Can Generative AI Enhance the Effectiveness of N-Version Programming?
摘要
N-version programming (NVP) is a classical fault-tolerance technique that enhances software reliability by executing multiple independently developed program variants in parallel. Despite its effectiveness, NVP has seen limited adoption in practice due to its high development cost. With the emergence of large language models (LLMs), generative AI offers a new opportunity to automate the creation of diverse program variants. But can generative AI truly enhance the effectiveness of NVP? In this paper, we attempt to answer this question through an empirical evaluation of LLM-generated code, focusing on two key factors: correctness and diversity. We explore the impact of model quality by comparing high-performing (e.g., GPT-4o) and lower-performing LLMs, and evaluate two diversity-promoting strategies; i.e., temperature tuning and conversation history reuse.

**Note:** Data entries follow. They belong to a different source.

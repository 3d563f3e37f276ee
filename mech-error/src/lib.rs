//! Contains the common [`ErrorKind`] trait used by all errors raised while building or querying
//! a multibody model, and the [`Error`] type that carries them.
//!
//! Errors fall into one of three [`Category`]s. None of them is recoverable locally: they all
//! indicate a malformed model or a misuse of the API, so they are reported straight back to the
//! caller.

extern crate self as mech_error;

use ariadne::{Report, ReportKind, Source};
use std::{any::Any, fmt::{self, Debug, Display}, ops::Range};

/// The broad class an error belongs to.
#[derive(Debug, Clone, Copy, PartialEq, Eq, Hash)]
pub enum Category {
    /// The model graph was queried for something it does not contain, or in a way its structure
    /// does not allow (missing names, nodes in disjoint trees, removal of nodes still in use).
    Model,

    /// Per-edge data could not be composed, for example a rotation angle that cannot be
    /// differentiated.
    Composition,

    /// The atom table is inconsistent, for example a dependency cycle between atoms.
    Atomization,
}

impl Category {
    /// A short code identifying the category in reports.
    pub fn code(&self) -> &'static str {
        match self {
            Category::Model => "model",
            Category::Composition => "composition",
            Category::Atomization => "atomization",
        }
    }
}

impl Display for Category {
    fn fmt(&self, f: &mut fmt::Formatter<'_>) -> fmt::Result {
        match self {
            Category::Model => write!(f, "model error"),
            Category::Composition => write!(f, "composition error"),
            Category::Atomization => write!(f, "atomization error"),
        }
    }
}

/// Represents any kind of error that can occur during some operation.
pub trait ErrorKind: Debug + Send {
    /// Returns the error as [`Any`], so that callers can downcast it to its concrete type.
    fn as_any(&self) -> &dyn Any;

    /// The category of this error.
    fn category(&self) -> Category;

    /// The message displayed at the top of the error.
    fn message(&self) -> String;

    /// Optional help text describing what the user can do to fix the error.
    fn help(&self) -> Option<String> {
        None
    }

    /// Builds the report for this error.
    fn build_report<'a>(&self, src_id: &'a str) -> Report<(&'a str, Range<usize>)> {
        let mut builder = Report::build(ReportKind::Error, src_id, 0)
            .with_code(self.category().code())
            .with_message(self.message());

        if let Some(help) = self.help() {
            builder.set_help(help);
        }

        builder.finish()
    }
}

/// An error raised by the engine.
#[derive(Debug)]
pub struct Error {
    /// The kind of error that occurred.
    pub kind: Box<dyn ErrorKind>,
}

impl Error {
    /// Creates a new error with the given kind.
    pub fn new(kind: impl ErrorKind + 'static) -> Self {
        Self { kind: Box::new(kind) }
    }

    /// The category of the underlying error kind.
    pub fn category(&self) -> Category {
        self.kind.category()
    }

    /// Returns true if the underlying error kind is a `T`.
    pub fn is<T: ErrorKind + 'static>(&self) -> bool {
        self.kind.as_any().is::<T>()
    }

    /// Returns the underlying error kind if it is a `T`.
    pub fn downcast_ref<T: ErrorKind + 'static>(&self) -> Option<&T> {
        self.kind.as_any().downcast_ref::<T>()
    }

    /// Build a report from this error kind.
    pub fn build_report<'a>(&self, src_id: &'a str) -> Report<(&'a str, Range<usize>)> {
        self.kind.build_report(src_id)
    }

    /// Report this error to stderr.
    ///
    /// The `ariadne` crate's [`Report`] type does not have a `Display` implementation, so we can
    /// only use its `eprint` method to print to stderr.
    pub fn report_to_stderr(&self, src_id: &str) -> std::io::Result<()> {
        self.build_report(src_id).eprint((src_id, Source::from("")))
    }
}

impl Display for Error {
    fn fmt(&self, f: &mut fmt::Formatter<'_>) -> fmt::Result {
        write!(f, "{}: {}", self.category(), self.kind.message())
    }
}

impl std::error::Error for Error {}

impl<T: ErrorKind + 'static> From<T> for Error {
    fn from(kind: T) -> Self {
        Self::new(kind)
    }
}

#[cfg(test)]
mod tests {
    use mech_attrs::ErrorKind;
    use pretty_assertions::assert_eq;
    use super::*;

    #[derive(Debug, ErrorKind)]
    #[error(
        category = Model,
        message = format!("no point named `{}`", name),
        help = "create the point before referring to it",
    )]
    struct MissingPoint {
        name: String,
    }

    #[derive(Debug, ErrorKind)]
    #[error(category = Atomization, message = "the atom table contains a cycle")]
    struct Cycle;

    #[test]
    fn derived_fields_are_in_scope() {
        let err = Error::new(MissingPoint { name: "P2".to_string() });
        assert_eq!(err.category(), Category::Model);
        assert_eq!(err.kind.message(), "no point named `P2`");
        assert_eq!(err.kind.help().as_deref(), Some("create the point before referring to it"));
        assert_eq!(err.to_string(), "model error: no point named `P2`");
    }

    #[test]
    fn downcast() {
        let err: Error = Cycle.into();
        assert!(err.is::<Cycle>());
        assert!(!err.is::<MissingPoint>());
        assert!(err.downcast_ref::<Cycle>().is_some());
        assert_eq!(err.kind.help(), None);
    }

    #[test]
    fn report_contains_message() {
        let err = Error::new(MissingPoint { name: "P2".to_string() });
        let mut out = Vec::new();
        err.build_report("model")
            .write(("model", Source::from("")), &mut out)
            .unwrap();
        let text = String::from_utf8(strip_ansi_escapes::strip(out)).unwrap();
        assert!(text.contains("no point named `P2`"));
        assert!(text.contains("model"));
    }
}
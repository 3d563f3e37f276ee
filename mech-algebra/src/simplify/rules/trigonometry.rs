//! Simplification rules for trigonometric functions.

use crate::{
    expr::{Expr, Primary},
    simplify::step::Step,
    step_collector::StepCollector,
};
use std::iter::once;

/// For every factor of `term` of the form `func(u)^2`, returns `u` and the remaining factors.
fn squares<'a>(term: &'a Expr, func: &'a str) -> impl Iterator<Item = (Expr, Vec<Expr>)> + 'a {
    let factors = match term {
        Expr::Mul(factors) => &factors[..],
        other => std::slice::from_ref(other),
    };

    factors.iter().enumerate().filter_map(move |(index, factor)| {
        let Expr::Exp(base, exp) = factor else {
            return None;
        };
        if !exp.as_number().is_some_and(|n| *n == 2) {
            return None;
        }
        match &**base {
            Expr::Primary(Primary::Call(name, args)) if &**name == func && args.len() == 1 => {
                let others = factors.iter()
                    .enumerate()
                    .filter(|(other, _)| *other != index)
                    .map(|(_, factor)| factor.clone())
                    .collect();
                Some((args[0].clone(), others))
            },
            _ => None,
        }
    })
}

/// `a*sin(x)^2 + a*cos(x)^2 = a`
pub fn pythagorean(expr: &Expr, step_collector: &mut dyn StepCollector<Step>) -> Option<Expr> {
    let Expr::Add(terms) = expr else {
        return None;
    };

    let candidates = terms.iter()
        .enumerate()
        .flat_map(|(i, term)| squares(term, "sin").map(move |square| (i, square)));
    for (i, (arg, others)) in candidates {
        let partner = Expr::product(others.iter().cloned().chain(once(Expr::cos(arg).pow(2))));
        let Some(j) = terms.iter().position(|other| *other == partner) else {
            continue;
        };

        let reduced = Expr::product(others);
        let remaining = terms.iter()
            .enumerate()
            .filter(|(k, _)| *k != i && *k != j)
            .map(|(_, term)| term.clone());

        step_collector.push(Step::Pythagorean);
        return Some(Expr::sum(remaining.chain(once(reduced))));
    }

    None
}

/// Applies all trigonometric rules.
pub fn all(expr: &Expr, step_collector: &mut dyn StepCollector<Step>) -> Option<Expr> {
    pythagorean(expr, step_collector)
}
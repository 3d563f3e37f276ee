//! Derives the equations of motion of a double pendulum and prints them.
//!
//! The pendulum swings in the `xz` plane, hanging along `-z`. The program prints the velocity of
//! the tip and the generalized inertia and gravity forces. Common subexpressions are printed
//! first as `atomN = ...` lines, in the order they must be computed.
//!
//! Pass `--plain` to print the expressions without atomization.

use mech_algebra::Matrix;
use mech_core::{AtomTable, Model, PointId, Settings, Tensor3D, Vector3D, WrenchKind};
use mech_error::Error;

/// Builds the double pendulum, returning the model and the tip of the second link.
fn double_pendulum(settings: Settings) -> Result<(Model, PointId), Error> {
    let mut model = Model::with_settings(settings);
    let theta1 = model.new_coordinate("theta1")?;
    let theta2 = model.new_coordinate("theta2")?;
    let (l1, l2) = (model.new_parameter("l1")?, model.new_parameter("l2")?);
    let (m1, m2) = (model.new_parameter("m1")?, model.new_parameter("m2")?);

    let b1 = model.new_base("B1", model.xyz(), [0, 1, 0], theta1.q())?;
    let b2 = model.new_base("B2", b1, [0, 1, 0], theta2.q())?;
    let elbow = model.new_point("P1", model.origin(), Vector3D::new(b1, 0, 0, -&l1))?;
    let tip = model.new_point("P2", elbow, Vector3D::new(b2, 0, 0, -&l2))?;

    // point masses at the end of each link
    let link1 = model.new_solid(
        "S1",
        model.origin(),
        b1,
        m1,
        Vector3D::new(b1, 0, 0, -l1),
        Tensor3D::diagonal(b1, 0, 0, 0),
    )?;
    let link2 = model.new_solid(
        "S2",
        elbow,
        b2,
        m2,
        Vector3D::new(b2, 0, 0, -l2),
        Tensor3D::diagonal(b2, 0, 0, 0),
    )?;

    for solid in [link1, link2] {
        let weight = model.gravity_wrench(solid)?;
        let inertia = model.inertia_wrench(solid)?;
        model.new_wrench(weight)?;
        model.new_wrench(inertia)?;
    }
    Ok((model, tip))
}

/// Prints `name[i] = ...` for every entry of a column.
fn print_column(name: &str, column: &Matrix) {
    for (i, entry) in column.iter().enumerate() {
        println!("{}[{}] = {}", name, i, entry);
    }
}

fn run(settings: Settings) -> Result<(), Error> {
    let (model, tip) = double_pendulum(settings)?;

    let velocity = model.velocity_vector(model.abs(), tip)?;
    let velocity = model.in_base(&velocity, model.xyz())?.simplify();
    let inertia = model.generalized_forces(WrenchKind::Inertia)?.simplify();
    let gravity = model.generalized_forces(WrenchKind::Gravity)?.simplify();

    let mut table: AtomTable = model.atom_table();
    model.exclude_accelerations(&mut table);
    let results = table.atomize(&vec![velocity.components().clone(), inertia, gravity]);

    for id in table.collect_atoms(&results)? {
        if let Some(atom) = table.get(id) {
            println!("{} = {}", atom.symbol(), atom.expression());
        }
    }
    for (name, column) in ["v_tip", "Q_inertia", "Q_gravity"].into_iter().zip(&results) {
        print_column(name, column);
    }
    Ok(())
}

fn main() {
    let plain = std::env::args().skip(1).any(|arg| arg == "--plain");
    let settings = Settings::default().atomization(!plain);

    if let Err(err) = run(settings) {
        // nothing left to do if stderr is gone
        let _ = err.report_to_stderr("mech-rs");
        std::process::exit(1);
    }
}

Our results show that generative AI can improve NVP effectiveness when using high-quality models, enabling more reliable outcomes through majority voting. However, the benefits are limited with lower-accuracy models. Furthermore, while diversity can be increased by adjusting temperature and leveraging conversation history, such measures do not always translate into improved reliability. These findings highlight both the promise and the limitations of incorporating generative AI into fault-tolerant software development workflows.